Now able to use his Movieland powers in the real world, Jet Black crashes the Viewtiful Awards Ceremony, leaving Joe and Silvia powerless to stop him. As they put up a futile effort to fight back, the crowd starts cheering for Joe and Silvia, which gives them the power to transform and ultimately defeat Jet Black. Captain Blue is restored to normal and reveals that Jet was his best friend and cinematographer, but had found the Black Film one day and became entranced by its power and that of the Rainbow Oscars. In the end, it is revealed that all Jet really wanted was to prove himself as a hero to his own son Joe.

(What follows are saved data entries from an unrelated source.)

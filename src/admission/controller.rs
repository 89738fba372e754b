//! Admission decisions against the window registry.

use std::time::{Duration, SystemTime, UNIX_EPOCH};

use tracing::{debug, trace};

use super::registry::WindowRegistry;

/// The outcome of evaluating one request.
#[derive(Debug, Clone)]
pub struct Decision {
    /// Whether the request was admitted
    pub admitted: bool,
    /// Requests counted in the client's window, including this one when admitted
    pub current_count: u64,
    /// The client the decision applies to
    pub client_id: String,
    /// When the request was evaluated (offset from the Unix epoch)
    pub timestamp: Duration,
}

/// Evaluates requests against the registry and a fixed window/limit pair.
///
/// This struct is thread-safe and can be shared across request handlers.
pub struct AdmissionController {
    /// Per-client window state, owned by the controller
    registry: WindowRegistry,
    /// Trailing window over which requests are counted
    window: Duration,
    /// Maximum admitted requests per client per window
    limit: u64,
}

impl AdmissionController {
    /// Create a controller with the given window and limit.
    pub fn new(window: Duration, limit: u64) -> Self {
        Self {
            registry: WindowRegistry::new(),
            window,
            limit,
        }
    }

    /// Evaluate one request from `client_id` at time `now`.
    ///
    /// The client's window is pruned and counted first; at or above the
    /// limit the request is rejected without recording its timestamp, so
    /// rejected requests never count toward future windows. Otherwise the
    /// timestamp is recorded and the request admitted.
    pub fn admit(&self, client_id: &str, now: Duration) -> Decision {
        let (admitted, current_count) = self.registry.with_window(client_id, |window| {
            let count = window.prune_and_count(now, self.window);
            if count >= self.limit {
                (false, count)
            } else {
                window.record(now);
                (true, count + 1)
            }
        });

        if admitted {
            trace!(client_id, current_count, "request admitted");
        } else {
            debug!(client_id, current_count, "rate limit exceeded");
        }

        Decision {
            admitted,
            current_count,
            client_id: client_id.to_string(),
            timestamp: now,
        }
    }

    /// Evaluate one request from `client_id` against the system clock.
    pub fn admit_now(&self, client_id: &str) -> Decision {
        let now = SystemTime::now()
            .duration_since(UNIX_EPOCH)
            .unwrap_or_default();
        self.admit(client_id, now)
    }

    /// The registry backing this controller.
    pub fn registry(&self) -> &WindowRegistry {
        &self.registry
    }

    /// The configured window.
    pub fn window(&self) -> Duration {
        self.window
    }

    /// The configured limit.
    pub fn limit(&self) -> u64 {
        self.limit
    }
}

#[cfg(test)]
mod tests {
    use super::*;
    use std::sync::atomic::{AtomicU64, Ordering};
    use std::sync::Arc;

    fn secs(s: u64) -> Duration {
        Duration::from_secs(s)
    }

    #[test]
    fn test_admission_threshold() {
        let controller = AdmissionController::new(secs(10), 3);

        // window=10, limit=3: requests at t=0,1,2,3
        let first = controller.admit("X", secs(0));
        assert!(first.admitted);
        assert_eq!(first.current_count, 1);

        let second = controller.admit("X", secs(1));
        assert!(second.admitted);
        assert_eq!(second.current_count, 2);

        let third = controller.admit("X", secs(2));
        assert!(third.admitted);
        assert_eq!(third.current_count, 3);

        let fourth = controller.admit("X", secs(3));
        assert!(!fourth.admitted);
        assert_eq!(fourth.current_count, 3);
    }

    #[test]
    fn test_rejection_does_not_mutate_window() {
        let controller = AdmissionController::new(secs(10), 2);
        controller.admit("X", secs(0));
        controller.admit("X", secs(1));

        for t in 2..6 {
            assert!(!controller.admit("X", secs(t)).admitted);
        }

        // only the two admitted timestamps are stored
        assert_eq!(
            controller.registry().prune_and_count("X", secs(5), secs(10)),
            2
        );
    }

    #[test]
    fn test_window_frees_up_after_aging() {
        let controller = AdmissionController::new(secs(10), 3);
        for t in 0..3 {
            assert!(controller.admit("X", secs(t)).admitted);
        }
        assert!(!controller.admit("X", secs(3)).admitted);

        // at t=11 the entry from t=0 has aged out; t=1 sits exactly on the
        // boundary and is still counted
        let decision = controller.admit("X", secs(11));
        assert!(decision.admitted);
        assert_eq!(decision.current_count, 3);

        // once all three originals have aged out, the count restarts
        let decision = controller.admit("X", secs(22));
        assert!(decision.admitted);
        assert_eq!(decision.current_count, 1);
    }

    #[test]
    fn test_zero_limit_rejects_everything() {
        let controller = AdmissionController::new(secs(10), 0);
        let decision = controller.admit("X", secs(0));
        assert!(!decision.admitted);
        assert_eq!(decision.current_count, 0);
    }

    #[test]
    fn test_zero_window_disables_limiting() {
        let controller = AdmissionController::new(Duration::ZERO, 1);
        // each prune clears everything older than now, so advancing time
        // always admits
        for t in 0..5 {
            let decision = controller.admit("X", secs(t));
            assert!(decision.admitted);
            assert_eq!(decision.current_count, 1);
        }
    }

    #[test]
    fn test_no_cross_client_interference() {
        let controller = AdmissionController::new(secs(10), 1);
        assert!(controller.admit("A", secs(0)).admitted);
        assert!(!controller.admit("A", secs(1)).admitted);

        // B is unaffected by A's rejection
        let decision = controller.admit("B", secs(1));
        assert!(decision.admitted);
        assert_eq!(decision.current_count, 1);
    }

    #[test]
    fn test_concurrent_same_client_admits_exactly_limit() {
        const LIMIT: u64 = 50;
        const WORKERS: usize = 8;
        const REQUESTS_PER_WORKER: usize = 10;

        let controller = Arc::new(AdmissionController::new(secs(10), LIMIT));
        let admitted = Arc::new(AtomicU64::new(0));
        let rejected = Arc::new(AtomicU64::new(0));

        std::thread::scope(|s| {
            for _ in 0..WORKERS {
                let controller = Arc::clone(&controller);
                let admitted = Arc::clone(&admitted);
                let rejected = Arc::clone(&rejected);
                s.spawn(move || {
                    for _ in 0..REQUESTS_PER_WORKER {
                        let decision = controller.admit("X", secs(1_000));
                        if decision.admitted {
                            admitted.fetch_add(1, Ordering::SeqCst);
                        } else {
                            rejected.fetch_add(1, Ordering::SeqCst);
                        }
                    }
                });
            }
        });

        // 80 simultaneous requests, never more or fewer than 50 admitted
        assert_eq!(admitted.load(Ordering::SeqCst), LIMIT);
        assert_eq!(
            rejected.load(Ordering::SeqCst),
            (WORKERS * REQUESTS_PER_WORKER) as u64 - LIMIT
        );
    }

    #[test]
    fn test_admit_now_uses_wall_clock() {
        let controller = AdmissionController::new(secs(60), 2);
        assert!(controller.admit_now("X").admitted);
        assert!(controller.admit_now("X").admitted);
        assert!(!controller.admit_now("X").admitted);
    }
}
//! Error types for the Gatekeeper service.

use thiserror::Error;

/// Main error type for Gatekeeper operations.
#[derive(Error, Debug)]
pub enum GatekeeperError {
    /// Configuration-related errors
    #[error("Configuration error: {0}")]
    Config(String),

    /// Audit log errors
    #[error("Audit log error: {0}")]
    Audit(String),

    /// I/O errors
    #[error("I/O error: {0}")]
    Io(#[from] std::io::Error),
}

/// Result type alias for Gatekeeper operations.
pub type Result<T> = std::result::Result<T, GatekeeperError>;
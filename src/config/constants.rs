/// Output token ceiling applied when the general config does not set one
pub const MAX_OUTPUT_TOKENS: u32 = 1024;

pub const DEFAULT_PROFILE: &str = "default";

/// Directory history files live in, relative to the host's data dir
pub const HISTORY_DIR: &str = "history";

pub const LOG_FILE_PATH: &str = "/tmp/chatnote.log";

/// Version header required by the Anthropic API
pub const ANTHROPIC_VERSION: &str = "2023-06-01";
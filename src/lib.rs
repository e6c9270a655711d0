//! Multi-provider chat core for note-vault assistants.
//!
//! The crate covers the part of a chat plugin that is independent of
//! any UI: provider adapters speaking seven chat APIs behind one
//! [`backend::Backend`] trait, a model [`backend::Registry`] routing
//! model ids to connections, a [`session::ChatSession`] owning the
//! conversation and its mutation operations, and JSON history
//! persistence behind the host's [`storage::NoteStore`]. Rendering is
//! the host's job, driven through [`models::Event`] hooks.

pub mod backend;
pub mod config;
pub mod error;
pub mod models;
pub mod session;
pub mod storage;

pub use backend::{ArcBackend, Backend, Registry, new_registry};
pub use config::{Configuration, load_configuration};
pub use error::ChatError;
pub use models::{Conversation, Event, Message, MessageId, Role};
pub use session::{ChatOutcome, ChatSession, StopHandle};
pub use storage::{ArcNoteStore, ArcStorage, NoteStore, Storage, new_storage};
#[cfg(test)]
#[path = "rest_test.rs"]
mod tests;

use std::time;

use crate::backend::Backend;
use crate::backend::openai::{MessageRequest, build_messages};
use crate::config::user_agent;
use crate::error::ChatError;
use crate::models::{ArcEventTx, BackendConnection, BackendPrompt, BackendResponse, Event};
use async_trait::async_trait;
use eyre::{Context, Result, bail};
use futures::TryStreamExt;
use serde::{Deserialize, Serialize};
use tokio::io::AsyncBufReadExt;
use tokio_util::io::StreamReader;

/// Self-hosted gateways mount the OpenAI chat route in one of two
/// places. The adapter probes them in order and streams from the first
/// one that accepts the request; once a body has started, failures are
/// final.
const PATH_VARIANTS: [&str; 2] = ["/v1/chat/completions", "/api/v1/chat/completions"];

#[derive(Debug)]
pub struct Rest {
    alias: String,
    endpoint: String,
    api_key: Option<String>,
    timeout: Option<time::Duration>,
    stream: bool,
}

#[async_trait]
impl Backend for Rest {
    fn name(&self) -> &str {
        &self.alias
    }

    async fn get_completion(&self, prompt: BackendPrompt, event_tx: ArcEventTx) -> Result<()> {
        if prompt.model().is_empty() {
            bail!("no model is set");
        }
        if self.endpoint.is_empty() {
            bail!("endpoint is not set");
        }

        let completion_req = CompletionRequest {
            model: prompt.model().to_string(),
            messages: build_messages(&prompt),
            stream: self.stream,
            max_tokens: prompt.max_tokens(),
            temperature: prompt.temperature(),
        };

        let mut last_err: Option<eyre::Report> = None;
        for path in PATH_VARIANTS {
            match self.request(path, &completion_req, &prompt).await {
                Ok(res) => {
                    return if self.stream {
                        self.stream_completion(res, &prompt, event_tx).await
                    } else {
                        self.full_completion(res, &prompt, event_tx).await
                    };
                }
                Err(err) => {
                    if ChatError::is_abort(&err) {
                        return Err(err);
                    }
                    log::debug!("endpoint variant {} failed: {}", path, err);
                    last_err = Some(err);
                }
            }
        }

        Err(last_err.unwrap())
    }
}

impl Rest {
    pub fn with_endpoint(mut self, endpoint: &str) -> Self {
        self.endpoint = endpoint.to_string();
        self
    }

    pub fn with_api_key(mut self, api_key: &str) -> Self {
        self.api_key = Some(api_key.to_string());
        self
    }

    pub fn with_alias(mut self, alias: &str) -> Self {
        self.alias = alias.to_string();
        self
    }

    pub fn with_stream(mut self, stream: bool) -> Self {
        self.stream = stream;
        self
    }

    /// Sends the request to one path variant and checks the status.
    /// Everything up to here may fall through to the next variant.
    async fn request(
        &self,
        path: &str,
        completion_req: &CompletionRequest,
        prompt: &BackendPrompt,
    ) -> Result<reqwest::Response> {
        let mut req = reqwest::Client::new()
            .post(format!("{}{}", self.endpoint, path))
            .header("Content-Type", "application/json")
            .header("User-Agent", user_agent());

        if let Some(timeout) = self.timeout {
            req = req.timeout(timeout);
        }

        if let Some(token) = &self.api_key {
            req = req.bearer_auth(token);
        }

        log::trace!("Sending completion request to {}: {:?}", path, completion_req);

        let res = tokio::select! {
            _ = prompt.cancel_token().cancelled() => return Err(ChatError::Aborted.into()),
            res = req.json(completion_req).send() => {
                res.wrap_err("sending completion request")?
            }
        };

        if !res.status().is_success() {
            let http_code = res.status().as_u16();
            let resp = res.text().await.wrap_err("reading error response")?;
            log::error!("Error response: {}", resp);
            let message = serde_json::from_str::<ErrorResponse>(&resp)
                .map(|e| e.error.message)
                .unwrap_or(resp);
            return Err(ChatError::provider(&self.alias, http_code, message).into());
        }

        Ok(res)
    }

    async fn stream_completion(
        &self,
        res: reqwest::Response,
        prompt: &BackendPrompt,
        event_tx: ArcEventTx,
    ) -> Result<()> {
        let stream = res.bytes_stream().map_err(|e| {
            std::io::Error::new(std::io::ErrorKind::Interrupted, e.to_string())
        });
        let mut lines = StreamReader::new(stream).lines();

        loop {
            let line = tokio::select! {
                _ = prompt.cancel_token().cancelled() => return Err(ChatError::Aborted.into()),
                line = lines.next_line() => line.wrap_err("reading completion stream")?,
            };
            let Some(line) = line else { break };
            let line = line.trim();
            log::trace!("streaming response: {}", line);

            let Some(data) = line.strip_prefix("data: ") else {
                continue;
            };
            if data == "[DONE]" {
                break;
            }

            let data = match serde_json::from_str::<CompletionResponse>(data) {
                Ok(data) => data,
                Err(err) => {
                    log::warn!("{}", ChatError::StreamParse(format!("{}: {}", err, data)));
                    continue;
                }
            };

            let Some(choice) = data.choices.first() else {
                continue;
            };
            let Some(text) = choice.delta.content.clone() else {
                continue;
            };

            event_tx
                .send(Event::ChatDelta(BackendResponse {
                    generation: prompt.generation(),
                    model: prompt.model().to_string(),
                    text,
                    done: false,
                }))
                .await?;
        }

        event_tx
            .send(Event::ChatDelta(BackendResponse {
                generation: prompt.generation(),
                model: prompt.model().to_string(),
                text: String::new(),
                done: true,
            }))
            .await?;
        Ok(())
    }

    async fn full_completion(
        &self,
        res: reqwest::Response,
        prompt: &BackendPrompt,
        event_tx: ArcEventTx,
    ) -> Result<()> {
        let res = res
            .json::<FullCompletionResponse>()
            .await
            .wrap_err("parsing completion response")?;

        let text = res
            .choices
            .first()
            .map(|c| c.message.content.clone())
            .unwrap_or_default();

        event_tx
            .send(Event::ChatDelta(BackendResponse {
                generation: prompt.generation(),
                model: prompt.model().to_string(),
                text,
                done: false,
            }))
            .await?;
        event_tx
            .send(Event::ChatDelta(BackendResponse {
                generation: prompt.generation(),
                model: prompt.model().to_string(),
                text: String::new(),
                done: true,
            }))
            .await?;
        Ok(())
    }
}

impl Default for Rest {
    fn default() -> Self {
        Self {
            alias: "REST".to_string(),
            endpoint: String::new(),
            api_key: None,
            timeout: None,
            stream: true,
        }
    }
}

impl From<&BackendConnection> for Rest {
    fn from(value: &BackendConnection) -> Self {
        let mut rest = Rest::default().with_stream(value.stream());

        if let Some(endpoint) = value.endpoint() {
            rest.endpoint = endpoint.to_string();
        }

        if let Some(api_key) = value.api_key() {
            rest.api_key = Some(api_key.to_string());
        }

        if let Some(alias) = value.alias() {
            rest.alias = alias.to_string();
        }

        if let Some(timeout) = value.timeout_secs() {
            rest.timeout = Some(time::Duration::from_secs(timeout as u64));
        }

        rest
    }
}

#[derive(Default, Debug, Serialize, Deserialize)]
struct CompletionRequest {
    model: String,
    messages: Vec<MessageRequest>,
    stream: bool,
    #[serde(skip_serializing_if = "Option::is_none")]
    max_tokens: Option<u32>,
    #[serde(skip_serializing_if = "Option::is_none")]
    temperature: Option<f32>,
}

#[derive(Default, Debug, Serialize, Deserialize)]
struct CompletionDeltaResponse {
    content: Option<String>,
}

#[derive(Default, Debug, Serialize, Deserialize)]
struct CompletionChoiceResponse {
    delta: CompletionDeltaResponse,
    finish_reason: Option<String>,
}

#[derive(Default, Debug, Serialize, Deserialize)]
struct CompletionResponse {
    choices: Vec<CompletionChoiceResponse>,
}

#[derive(Default, Debug, Serialize, Deserialize)]
struct FullMessageResponse {
    content: String,
}

#[derive(Default, Debug, Serialize, Deserialize)]
struct FullChoiceResponse {
    message: FullMessageResponse,
}

#[derive(Default, Debug, Serialize, Deserialize)]
struct FullCompletionResponse {
    choices: Vec<FullChoiceResponse>,
}

#[derive(Default, Debug, Serialize, Deserialize)]
struct ErrorResponse {
    error: ErrorPayload,
}

#[derive(Default, Debug, Serialize, Deserialize)]
struct ErrorPayload {
    message: String,
}
pub mod constants;
pub(crate) mod defaults;
pub mod models;

pub use models::*;

use chrono::Local;
use eyre::{Context, Result};
use log::LevelFilter;
use std::{io::Write, str::FromStr};

pub const APP_NAME: &str = env!("CARGO_PKG_NAME");
pub const VERSION: &str = env!("CARGO_PKG_VERSION");

pub fn user_agent() -> String {
    format!("{}/{}", APP_NAME, VERSION)
}

pub fn load_configuration(config_path: &str) -> Result<Configuration> {
    let config =
        std::fs::read_to_string(config_path).wrap_err(format!("reading {}", config_path))?;
    let config: Configuration = toml::from_str(&config).wrap_err("parsing configuration")?;
    Ok(config)
}

pub fn init_logger(config: &LogConfig) -> Result<()> {
    let log_file: Box<dyn std::io::Write + Send + 'static> = if let Some(file) = &config.file {
        Box::new(
            std::fs::OpenOptions::new()
                .create(true)
                .append(file.append)
                .open(&file.path)
                .wrap_err(format!("opening log file {}", file.path))?,
        )
    } else {
        Box::new(std::io::stderr())
    };

    let log_level = LevelFilter::from_str(config.level.as_deref().unwrap_or("info"))?;

    env_logger::Builder::new()
        .format(|buf, record| {
            writeln!(
                buf,
                "{} {} [{}] - {}",
                record.module_path().unwrap_or("unknown"),
                Local::now().format("%Y-%m-%dT%H:%M:%S%.3f"),
                record.level(),
                record.args()
            )
        })
        .target(env_logger::Target::Pipe(log_file))
        .filter(None, log_level)
        .try_init()?;

    Ok(())
}
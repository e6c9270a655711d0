pub mod backend;
pub mod conversation;
pub mod event;
pub mod message;

pub use backend::*;
pub use conversation::Conversation;
pub use event::{ArcEventTx, Event, EventTx};
pub use message::{Message, MessageId, Role};
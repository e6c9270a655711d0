#[cfg(test)]
#[path = "utils_test.rs"]
mod tests;

use once_cell::sync::Lazy;
use regex::Regex;

use crate::models::Message;

static SLASH_COMMAND: Lazy<Regex> = Lazy::new(|| Regex::new(r"^\s*/\w+").unwrap());

/// Host commands like `/clear` or `/summarize`. These are never sent to
/// a provider and never appended to history.
pub fn is_slash_command(text: &str) -> bool {
    SLASH_COMMAND.is_match(text)
}

/// Prepares prior turns for a provider request: slash-command turns
/// are dropped (with the reply that followed them), then the sequence
/// is cut at the first second consecutive user turn.
pub(crate) fn prepare_turns(mut turns: Vec<Message>) -> Vec<Message> {
    drop_slash_commands(&mut turns);
    truncate_consecutive_users(&mut turns);
    turns
}

/// Removes every user turn carrying a slash-command marker together
/// with the message immediately following it.
pub(crate) fn drop_slash_commands(turns: &mut Vec<Message>) {
    let mut i = 0;
    while i < turns.len() {
        if turns[i].is_user() && is_slash_command(turns[i].content()) {
            turns.remove(i);
            if i < turns.len() {
                turns.remove(i);
            }
        } else {
            i += 1;
        }
    }
}

/// Providers reject back-to-back user turns. Keeps everything up to and
/// including the first of a consecutive user pair.
pub(crate) fn truncate_consecutive_users(turns: &mut Vec<Message>) {
    let mut prev_user = false;
    for i in 0..turns.len() {
        let is_user = turns[i].is_user();
        if is_user && prev_user {
            turns.truncate(i);
            return;
        }
        prev_user = is_user;
    }
}

/// System prompt assembly order: referenced note, configured system
/// role, external prompt file.
pub fn build_system_prompt(
    reference: Option<&str>,
    system_role: Option<&str>,
    prompt_file: Option<&str>,
) -> String {
    [reference, system_role, prompt_file]
        .into_iter()
        .flatten()
        .map(str::trim)
        .filter(|part| !part.is_empty())
        .collect::<Vec<_>>()
        .join("\n\n")
}
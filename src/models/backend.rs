use crate::config::defaults;
use crate::models::Message;
use serde::{Deserialize, Serialize};
use std::fmt::Display;
use tokio_util::sync::CancellationToken;

#[derive(Hash, PartialEq, Eq, Deserialize, Serialize, Debug, Clone, Copy)]
pub enum ProviderKind {
    #[serde(rename = "openai")]
    OpenAI,
    #[serde(rename = "anthropic")]
    Anthropic,
    #[serde(rename = "ollama")]
    Ollama,
    #[serde(rename = "rest")]
    Rest,
    #[serde(rename = "mistral")]
    Mistral,
    #[serde(rename = "gemini")]
    Gemini,
    #[serde(rename = "openrouter")]
    OpenRouter,
}

impl ProviderKind {
    /// Routing priority. A model id claimed by several connections is
    /// owned by the lowest-priority-value kind.
    pub fn priority(&self) -> u8 {
        match self {
            ProviderKind::OpenAI => 0,
            ProviderKind::Anthropic => 1,
            ProviderKind::Ollama => 2,
            ProviderKind::Rest => 3,
            ProviderKind::Mistral => 4,
            ProviderKind::Gemini => 5,
            ProviderKind::OpenRouter => 6,
        }
    }

    pub fn default_alias(&self) -> &'static str {
        match self {
            ProviderKind::OpenAI => "OpenAI",
            ProviderKind::Anthropic => "Anthropic",
            ProviderKind::Ollama => "Ollama",
            ProviderKind::Rest => "REST",
            ProviderKind::Mistral => "Mistral",
            ProviderKind::Gemini => "Gemini",
            ProviderKind::OpenRouter => "OpenRouter",
        }
    }
}

impl Display for ProviderKind {
    fn fmt(&self, f: &mut std::fmt::Formatter<'_>) -> std::fmt::Result {
        write!(f, "{}", self.default_alias())
    }
}

/// One configured provider connection. The `models` list doubles as the
/// routing table entry for this connection.
#[derive(Deserialize, Serialize, Debug, Clone)]
pub struct BackendConnection {
    #[serde(default)]
    enabled: bool,
    kind: ProviderKind,
    #[serde(default)]
    alias: Option<String>,
    #[serde(default)]
    endpoint: Option<String>,
    #[serde(default)]
    api_key: Option<String>,
    #[serde(default = "defaults::stream")]
    stream: bool,
    #[serde(default)]
    models: Vec<String>,
    #[serde(default)]
    timeout_secs: Option<u16>,
}

impl BackendConnection {
    pub fn new(kind: ProviderKind) -> Self {
        Self {
            enabled: false,
            kind,
            alias: None,
            endpoint: None,
            api_key: None,
            stream: true,
            models: Vec::new(),
            timeout_secs: None,
        }
    }

    pub fn with_enabled(mut self, enabled: bool) -> Self {
        self.enabled = enabled;
        self
    }

    pub fn with_endpoint(mut self, endpoint: impl Into<String>) -> Self {
        self.endpoint = Some(endpoint.into());
        self
    }

    pub fn with_api_key(mut self, api_key: impl Into<String>) -> Self {
        self.api_key = Some(api_key.into());
        self
    }

    pub fn with_alias(mut self, alias: impl Into<String>) -> Self {
        self.alias = Some(alias.into());
        self
    }

    pub fn with_models(mut self, models: Vec<String>) -> Self {
        self.models = models;
        self
    }

    pub fn add_model(mut self, model: impl Into<String>) -> Self {
        self.models.push(model.into());
        self
    }

    pub fn with_stream(mut self, stream: bool) -> Self {
        self.stream = stream;
        self
    }

    pub fn with_timeout_secs(mut self, secs: u16) -> Self {
        self.timeout_secs = Some(secs);
        self
    }

    pub fn kind(&self) -> &ProviderKind {
        &self.kind
    }

    pub fn enabled(&self) -> bool {
        self.enabled
    }

    pub fn alias(&self) -> Option<&str> {
        self.alias.as_deref()
    }

    pub fn endpoint(&self) -> Option<&str> {
        self.endpoint.as_deref()
    }

    pub fn api_key(&self) -> Option<&str> {
        self.api_key.as_deref()
    }

    pub fn stream(&self) -> bool {
        self.stream
    }

    pub fn models(&self) -> &[String] {
        &self.models
    }

    pub fn timeout_secs(&self) -> Option<u16> {
        self.timeout_secs
    }
}

/// One completion request, handed to an adapter. `turns` end with the
/// user turn the reply answers; the system prompt is carried separately
/// because providers disagree on where it goes.
pub struct BackendPrompt {
    model: String,
    system_prompt: String,
    turns: Vec<Message>,
    max_tokens: Option<u32>,
    temperature: Option<f32>,
    generation: u64,
    cancel: CancellationToken,
}

impl BackendPrompt {
    pub fn new(model: impl Into<String>) -> Self {
        Self {
            model: model.into(),
            system_prompt: String::new(),
            turns: vec![],
            max_tokens: None,
            temperature: None,
            generation: 0,
            cancel: CancellationToken::new(),
        }
    }

    pub fn with_system_prompt(mut self, system_prompt: impl Into<String>) -> Self {
        self.system_prompt = system_prompt.into();
        self
    }

    pub fn with_turns(mut self, turns: Vec<Message>) -> Self {
        self.turns = turns;
        self
    }

    pub fn with_max_tokens(mut self, max_tokens: u32) -> Self {
        self.max_tokens = Some(max_tokens);
        self
    }

    pub fn with_temperature(mut self, temperature: f32) -> Self {
        self.temperature = Some(temperature);
        self
    }

    pub fn with_generation(mut self, generation: u64) -> Self {
        self.generation = generation;
        self
    }

    pub fn with_cancel_token(mut self, cancel: CancellationToken) -> Self {
        self.cancel = cancel;
        self
    }

    pub fn model(&self) -> &str {
        &self.model
    }

    pub fn system_prompt(&self) -> &str {
        &self.system_prompt
    }

    pub fn turns(&self) -> &[Message] {
        &self.turns
    }

    pub fn max_tokens(&self) -> Option<u32> {
        self.max_tokens
    }

    pub fn temperature(&self) -> Option<f32> {
        self.temperature
    }

    pub fn generation(&self) -> u64 {
        self.generation
    }

    pub fn cancel_token(&self) -> &CancellationToken {
        &self.cancel
    }
}

/// One fragment of a completion. `generation` ties the fragment to the
/// request that produced it so superseded requests can be ignored.
#[derive(Debug, Clone)]
pub struct BackendResponse {
    pub generation: u64,
    pub model: String,
    pub text: String,
    pub done: bool,
}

As Joe and Jet reconcile, a dark castle appears in the distance, heralding the arrival of Captain Blue's last foreseen threat. Jet explains that the secret of the Black Film and his Black V-Watch lies within the castle, as well as an enemy unlike any other. Undeterred by Jet's ominous warning, Viewtiful Joe and Sexy Silvia strike a pose as they set out to save the world once more.

==Development==
Viewtiful Joe 2 was developed by "Team Viewtiful", a part of Capcom's subsidiary Clover Studio. The game was produced by Atsushi Inaba and directed by Masaaki Yamada. Hideki Kamiya, the director of the original Viewtiful Joe, contributed to the storyline scenario of the sequel. At the time, Kamiya was signed on as director of Ōkami, but he wanted to write the story of Viewtiful Joe 2 to ensure continuity. Kumiko Suekane once again supervised the character designs, and Masami Ueda and Sayaka Morita co-composed the game's soundtrack. Suleputer released the soundtrack on a double album titled Viewtiful Joe + Viewtiful Joe 2 Original Soundtrack in Japan on December 22, 2004, which includes the musical scores from both games.

Development on Viewtiful Joe 2 began in the August 2003, shortly after the release of the first Viewtiful Joe on the GameCube. The game was officially announced by Capcom on April 21, 2004. Despite Inaba's statement that he does not like to create sequels, he said that he did want to create another Viewtiful Joe game to include several elements that they could not fit into the original game. Inaba also noted that the team took into account the difficulty of the first game and attempted to make Viewtiful Joe 2 accessible to both casual and hardcore gamers. The GameCube and PS2 versions were developed simultaneously and feature the same content. In early previews of the game, Silvia and Joe were shown onscreen fighting at the same time, hinting at cooperative gameplay. This feature was later dropped. When the Replay VFX Power was announced, Inaba was asked if any other VFX Powers would be included in the final game. He answered, "In terms of adding more -- there simply aren't enough buttons on the controller".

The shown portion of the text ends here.